Continueremo a rispettare le file al supermercato, ad aprire porte dei negozi e degli uffici alle persone che ci precedono, a dire più “prego si accomodi” che “permesso”, a dare la precedenza ai pedoni e a parcheggiare la propria auto in maniera perfetta, a farci più indietro e di lato piuttosto che cercare di andare sempre più “davanti” a qualcuno, a parlare dopo aver ascoltato senza interrompere.
Tutti gesti che scaricheranno a terra l’emozione generata da un distaccamento sociale imposto per decreto legge e che faranno parte sempre di più del nostro pensare e agire.
Distaccamento “sociale”, “emotivo” e, quindi “razionale”.
Abbiamo fatto i conti con le fake news, con concetti come “autorevolezza delle fonti informative” ed il valore della buona informazione.
Abbiamo utilizzato tecnologie digitali nel lavoro e nel tempo libero, ma non restandone succubi o ipnotizzati dal loro fascino subdolo, bensì cercando di dominarle per governare il nostro desiderio di informarci prima di agire, di conoscere per scegliere i comportamenti giusti e corretti, di capire per distinguersi e distinguere.
Abbiamo celebrato la nostra “Brexit” personale da ogni device, smartphone, computer e TV interattiva, un distacco “razionale” che non ci abbandonerà più nel nostro vivere quotidiano, e trasformerà anche il lavoro da smart working a smart thinking.

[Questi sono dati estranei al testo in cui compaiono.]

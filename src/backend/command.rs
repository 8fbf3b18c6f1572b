//! Capture command pipelines
//!
//! Each backend variant is described as one or two [`CommandSpec`]s: an
//! executable name plus an explicit argument vector. Argument lists are
//! built programmatically so nothing is ever interpolated into a shell
//! string.

use super::StartOptions;

/// Capture geometry shared by all backends
pub const CAPTURE_WIDTH: u32 = 640;
pub const CAPTURE_HEIGHT: u32 = 480;
pub const CAPTURE_FPS: u32 = 20;
/// Target bitrate in bits/sec
pub const CAPTURE_BITRATE: u32 = 1_000_000;
/// Keyframe interval in frames (one keyframe per second at 20 fps)
pub const KEYFRAME_INTERVAL: u32 = 20;

/// One pipeline stage: executable plus argument list
#[derive(Debug, Clone, PartialEq, Eq)]
pub struct CommandSpec {
    /// Executable name (resolved via PATH) or absolute path
    pub program: String,
    /// Arguments, passed verbatim
    pub args: Vec<String>,
}

impl CommandSpec {
    /// Create a new command spec
    pub fn new(program: impl Into<String>, args: impl IntoIterator<Item = impl Into<String>>) -> Self {
        Self {
            program: program.into(),
            args: args.into_iter().map(Into::into).collect(),
        }
    }
}

// Display is for log lines only; the args are never re-parsed from this
// representation.
impl std::fmt::Display for CommandSpec {
    fn fmt(&self, f: &mut std::fmt::Formatter<'_>) -> std::fmt::Result {
        write!(f, "{}", self.program)?;
        for arg in &self.args {
            write!(f, " {}", arg)?;
        }
        Ok(())
    }
}

/// libcamera-vid capture stage
///
/// With `hardware_h264` the camera ISP emits encoded H.264 directly;
/// otherwise the stream is handed raw to the transcode stage.
pub fn libcamera_capture(hardware_h264: bool) -> CommandSpec {
    let mut args = vec![
        "-t".to_string(),
        "0".to_string(),
        "--width".to_string(),
        CAPTURE_WIDTH.to_string(),
        "--height".to_string(),
        CAPTURE_HEIGHT.to_string(),
        "--framerate".to_string(),
        CAPTURE_FPS.to_string(),
    ];
    if hardware_h264 {
        args.push("--codec".to_string());
        args.push("h264".to_string());
    }
    args.push("--inline".to_string());
    args.push("--flush".to_string());
    args.push("-o".to_string());
    args.push("-".to_string());

    CommandSpec {
        program: "libcamera-vid".to_string(),
        args,
    }
}

/// ffmpeg stage that remuxes already-encoded H.264 into MPEG-TS
pub fn ffmpeg_remux(opts: StartOptions) -> CommandSpec {
    let mut args: Vec<String> = Vec::new();
    if opts.ultra_low_latency {
        args.extend(flag_pair("-fflags", "nobuffer"));
        args.extend(flag_pair("-flags", "low_delay"));
    }
    args.extend(flag_pair("-i", "-"));
    args.extend(flag_pair("-c:v", "copy"));
    args.extend(flag_pair("-f", "mpegts"));
    args.push("-".to_string());

    CommandSpec {
        program: "ffmpeg".to_string(),
        args,
    }
}

/// ffmpeg stage that transcodes raw capture output with libx264 into MPEG-TS
pub fn ffmpeg_transcode(opts: StartOptions) -> CommandSpec {
    let mut args: Vec<String> = Vec::new();
    if opts.ultra_low_latency {
        args.extend(flag_pair("-fflags", "nobuffer"));
        args.extend(flag_pair("-flags", "low_delay"));
    }
    args.extend(flag_pair("-i", "-"));
    args.extend(flag_pair("-c:v", "libx264"));
    args.extend(flag_pair("-preset", "ultrafast"));
    args.extend(flag_pair("-tune", "zerolatency"));
    args.extend(flag_pair("-profile:v", "baseline"));
    args.extend(flag_pair("-level", "3.0"));
    args.extend(flag_pair("-pix_fmt", "yuv420p"));
    args.extend(flag_pair(
        "-x264opts",
        &format!(
            "keyint={k}:min-keyint={k}:scenecut=0:bframes=0",
            k = KEYFRAME_INTERVAL
        ),
    ));
    args.extend(flag_pair("-bufsize", "64k"));
    args.extend(flag_pair("-maxrate", "1000k"));
    args.extend(flag_pair("-g", &KEYFRAME_INTERVAL.to_string()));
    args.extend(flag_pair("-f", "mpegts"));
    args.push("-".to_string());

    CommandSpec {
        program: "ffmpeg".to_string(),
        args,
    }
}

/// raspivid single-stage capture, raw H.264 on stdout
pub fn raspivid_capture() -> CommandSpec {
    let mut args: Vec<String> = Vec::new();
    args.extend(flag_pair("-t", "0"));
    args.extend(flag_pair("-w", &CAPTURE_WIDTH.to_string()));
    args.extend(flag_pair("-h", &CAPTURE_HEIGHT.to_string()));
    args.extend(flag_pair("-fps", &CAPTURE_FPS.to_string()));
    args.extend(flag_pair("-b", &CAPTURE_BITRATE.to_string()));
    args.extend(flag_pair("-o", "-"));

    CommandSpec {
        program: "raspivid".to_string(),
        args,
    }
}

fn flag_pair(flag: &str, value: &str) -> [String; 2] {
    [flag.to_string(), value.to_string()]
}
//! Subscriber registry
//!
//! Tracks connected viewer sessions. The interesting part of the contract is
//! the transition reporting: `add` tells the caller whether this was the
//! 0→1 subscriber (capture should start), `remove` whether it was the 1→0
//! (capture should stop). The control plane acts on those signals; the
//! registry itself never touches the supervisor.

pub mod store;

pub use store::{Subscriber, SubscriberRegistry};

/// Opaque viewer session identifier
pub type SubscriberId = u64;
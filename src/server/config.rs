//! Server configuration

use std::net::{IpAddr, Ipv4Addr, SocketAddr};
use std::path::PathBuf;

/// Default listen port, overridable via the `PORT` environment variable
pub const DEFAULT_PORT: u16 = 3000;

/// Server configuration options
#[derive(Debug, Clone)]
pub struct ServerConfig {
    /// Address to bind to (all interfaces by default)
    pub bind_addr: SocketAddr,

    /// Directory of static viewer files, served at `/`
    ///
    /// Skipped with a warning if the directory does not exist.
    pub static_dir: Option<PathBuf>,
}

impl Default for ServerConfig {
    fn default() -> Self {
        Self {
            bind_addr: SocketAddr::new(IpAddr::V4(Ipv4Addr::UNSPECIFIED), DEFAULT_PORT),
            static_dir: Some(PathBuf::from("public")),
        }
    }
}

impl ServerConfig {
    /// Create a config taking the listen port from the `PORT` environment
    /// variable when set
    pub fn from_env() -> Self {
        let port = parse_port(std::env::var("PORT").ok());
        Self::default().port(port)
    }

    /// Set the bind address
    pub fn bind(mut self, addr: SocketAddr) -> Self {
        self.bind_addr = addr;
        self
    }

    /// Set the listen port, keeping the bind interface
    pub fn port(mut self, port: u16) -> Self {
        self.bind_addr.set_port(port);
        self
    }

    /// Set the static file directory
    pub fn static_dir(mut self, dir: impl Into<PathBuf>) -> Self {
        self.static_dir = Some(dir.into());
        self
    }

    /// Disable static file serving
    pub fn no_static_files(mut self) -> Self {
        self.static_dir = None;
        self
    }
}

fn parse_port(var: Option<String>) -> u16 {
    match var {
        Some(raw) => match raw.parse() {
            Ok(port) => port,
            Err(_) => {
                tracing::warn!(value = %raw, "Invalid PORT value, using default");
                DEFAULT_PORT
            }
        },
        None => DEFAULT_PORT,
    }
}
//! Pipeline spawning and process plumbing
//!
//! Spawns the one or two stages of a backend's command pipeline with
//! explicit argument vectors, wiring stdout of each stage into stdin of the
//! next. The final stage's stdout is the video byte stream.

use std::io;
use std::process::Stdio;

use tokio::io::{AsyncBufReadExt, BufReader};
use tokio::process::{Child, ChildStderr, ChildStdout, Command};

use crate::backend::CaptureBackend;
use crate::error::{Result, StreamError};

/// A spawned capture pipeline
pub struct CapturePipeline {
    /// All stage processes, first to last
    pub children: Vec<Child>,
    /// Final stage stdout, the video stream
    pub stdout: ChildStdout,
    /// Per-stage stderr handles with the stage program name
    pub stderrs: Vec<(String, ChildStderr)>,
    /// Stage process ids
    pub pids: Vec<u32>,
}

/// Spawn every stage of the backend's pipeline
///
/// On any spawn failure the already-started stages are killed and the whole
/// launch fails with `CaptureLaunchFailed`.
pub fn spawn(backend: &CaptureBackend) -> Result<CapturePipeline> {
    let stages = &backend.pipeline;
    let mut children: Vec<Child> = Vec::with_capacity(stages.len());
    let mut stderrs = Vec::with_capacity(stages.len());
    let mut upstream: Option<ChildStdout> = None;

    for (index, spec) in stages.iter().enumerate() {
        let mut cmd = Command::new(&spec.program);
        cmd.args(&spec.args)
            .stdout(Stdio::piped())
            .stderr(Stdio::piped())
            // Backstop if a watcher task is dropped before reaping
            .kill_on_drop(true);

        match upstream.take() {
            Some(out) => {
                let stdin: Stdio = out.try_into().map_err(StreamError::CaptureLaunchFailed)?;
                cmd.stdin(stdin);
            }
            None => {
                cmd.stdin(Stdio::null());
            }
        }

        let mut child = match cmd.spawn() {
            Ok(child) => child,
            Err(e) => {
                tracing::error!(stage = %spec.program, error = %e, "Pipeline stage failed to spawn");
                for started in &mut children {
                    let _ = started.start_kill();
                }
                return Err(StreamError::CaptureLaunchFailed(e));
            }
        };

        if let Some(stderr) = child.stderr.take() {
            stderrs.push((spec.program.clone(), stderr));
        }

        if index + 1 < stages.len() {
            upstream = child.stdout.take();
        }

        children.push(child);
    }

    let pids = children.iter().filter_map(Child::id).collect();

    let stdout = children
        .last_mut()
        .and_then(|child| child.stdout.take())
        .ok_or_else(|| {
            StreamError::CaptureLaunchFailed(io::Error::new(
                io::ErrorKind::BrokenPipe,
                "pipeline produced no stdout",
            ))
        })?;

    Ok(CapturePipeline {
        children,
        stdout,
        stderrs,
        pids,
    })
}

/// Ask a stage to terminate gracefully
pub fn terminate(pid: u32) {
    // SIGTERM so the capture utility can flush and release the camera;
    // tokio's kill is SIGKILL
    unsafe {
        libc::kill(pid as libc::pid_t, libc::SIGTERM);
    }
}

/// Drain one stage's stderr into the log
///
/// Encoder progress lines are routine output, not faults, and stay at TRACE
/// so default log levels don't drown in them.
pub async fn drain_stderr(stage: String, stderr: ChildStderr) {
    let mut lines = BufReader::new(stderr).lines();
    while let Ok(Some(line)) = lines.next_line().await {
        if line.contains("frame=") || line.contains("fps=") {
            tracing::trace!(stage = %stage, "{}", line);
        } else {
            tracing::debug!(stage = %stage, "{}", line);
        }
    }
}
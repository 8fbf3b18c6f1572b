//! WebSocket transport
//!
//! One socket per viewer. Server→client traffic is JSON text events
//! (`status`, `error`) plus binary frames carrying raw video chunks
//! verbatim. Client→server traffic is JSON text events (`start-stream`,
//! `stop-stream`).

use std::sync::Arc;

use axum::extract::ws::{Message, WebSocket};
use futures_util::stream::SplitSink;
use futures_util::{SinkExt, StreamExt};
use serde::{Deserialize, Serialize};

use crate::backend::StartOptions;
use crate::control::StreamStatus;
use crate::error::StreamError;

use super::AppState;

/// Events a client may send
#[derive(Debug, Clone, Copy, PartialEq, Eq, Deserialize)]
#[serde(tag = "type")]
pub enum ClientEvent {
    /// Ask for capture to start (no-op while streaming)
    #[serde(rename = "start-stream")]
    StartStream {
        /// Trade robustness for latency in the selected backend
        #[serde(default, rename = "ultraLowLatency")]
        ultra_low_latency: bool,
    },
    /// Tear down the capture session, leaving viewers connected
    #[serde(rename = "stop-stream")]
    StopStream,
}

/// Events the server sends as JSON text
#[derive(Debug, Clone, PartialEq, Eq, Serialize)]
#[serde(tag = "type")]
pub enum ServerEvent {
    #[serde(rename = "status")]
    Status {
        connected: bool,
        streaming: bool,
        clients: usize,
    },
    #[serde(rename = "error")]
    Error { message: String },
}

impl ServerEvent {
    fn status(status: StreamStatus) -> Self {
        ServerEvent::Status {
            connected: true,
            streaming: status.streaming,
            clients: status.clients,
        }
    }

    fn error(error: &StreamError) -> Self {
        ServerEvent::Error {
            message: error.to_string(),
        }
    }
}

/// Handle a single viewer connection
pub async fn handle_socket(socket: WebSocket, state: Arc<AppState>) {
    let id = state.allocate_subscriber_id();
    let (mut ws_tx, mut ws_rx) = socket.split();

    tracing::debug!(subscriber = id, "Viewer connected");

    let (mut chunk_rx, start_error) = state.controller.connect(id).await;

    // Current status first, as the original protocol does on connect
    send_event(&mut ws_tx, &ServerEvent::status(state.controller.status().await)).await;
    if let Some(error) = start_error {
        send_event(&mut ws_tx, &ServerEvent::error(&error)).await;
    }

    loop {
        tokio::select! {
            chunk = chunk_rx.recv() => {
                match chunk {
                    Some(chunk) => {
                        if ws_tx.send(Message::Binary(chunk)).await.is_err() {
                            break;
                        }
                    }
                    // Queue dropped by the hub, session is over
                    None => break,
                }
            }
            msg = ws_rx.next() => {
                match msg {
                    Some(Ok(Message::Text(text))) => {
                        handle_client_event(&state, &mut ws_tx, &text).await;
                    }
                    Some(Ok(Message::Ping(data))) => {
                        let _ = ws_tx.send(Message::Pong(data)).await;
                    }
                    Some(Ok(Message::Close(_))) | None => break,
                    Some(Err(_)) => break,
                    _ => {}
                }
            }
        }
    }

    state.controller.disconnect(id).await;
    tracing::debug!(subscriber = id, "Viewer disconnected");
}

async fn handle_client_event(
    state: &Arc<AppState>,
    ws_tx: &mut SplitSink<WebSocket, Message>,
    text: &str,
) {
    match serde_json::from_str::<ClientEvent>(text) {
        Ok(ClientEvent::StartStream { ultra_low_latency }) => {
            tracing::info!(ultra_low_latency, "Client requested stream start");
            let opts = StartOptions { ultra_low_latency };
            if let Err(error) = state.controller.request_start(opts).await {
                send_event(ws_tx, &ServerEvent::error(&error)).await;
            }
            send_event(ws_tx, &ServerEvent::status(state.controller.status().await)).await;
        }
        Ok(ClientEvent::StopStream) => {
            tracing::info!("Client requested stream stop");
            state.controller.request_stop().await;
            send_event(ws_tx, &ServerEvent::status(state.controller.status().await)).await;
        }
        Err(e) => {
            tracing::debug!(error = %e, "Ignoring unrecognized client event");
        }
    }
}

async fn send_event(ws_tx: &mut SplitSink<WebSocket, Message>, event: &ServerEvent) {
    if let Ok(json) = serde_json::to_string(event) {
        let _ = ws_tx.send(Message::Text(json.into())).await;
    }
}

Per noi individui, professionisti, imprese e semplici cittadini “on e off line”, sopravvissuti al Vecchio Mondo, il “distanziamento” farà davvero la differenza, nel lavoro e nelle piccole e grandi abitudini, sarà un punto di non ritorno a cui è necessario prepararsi fin da subito.
Come?
Privilegiando i contenuti informativi di qualità, considerando un tutt’uno il mondo che circola fisicamente fuori le nostre case e quello immateriale che viaggia sul web, scegliendo come e quando agire solo dopo essersi informati ed aver confrontato obiettivamente e senza pregiudizi le varie opzioni, sia in termini di idee che di prodotti e servizi, rispettando l’altro come portatore d’interessi con le stesse qualità e potenzialità nostre, lavorando sul confronto “a distanza”, senza il timore di restare influenzati e contagiati dalle idee differenti dalle nostre.
Abituarsi, in definitiva, a fare amicizia con il distanziamento razionale, che segue quello sociale ed emotivo, che non sarà più necessario imporre per legge, ma diverrà una Stella Polare per adottare schemi logici totalmente diversi rispetto al passato.
Perché non possiamo più permetterci di guidare a 200 all’ora continuando a guardare nello specchietto retrovisore.
Tamponare violentemente chi ci precede e viaggia più lenti di noi è un lusso che non possiamo più permetterci.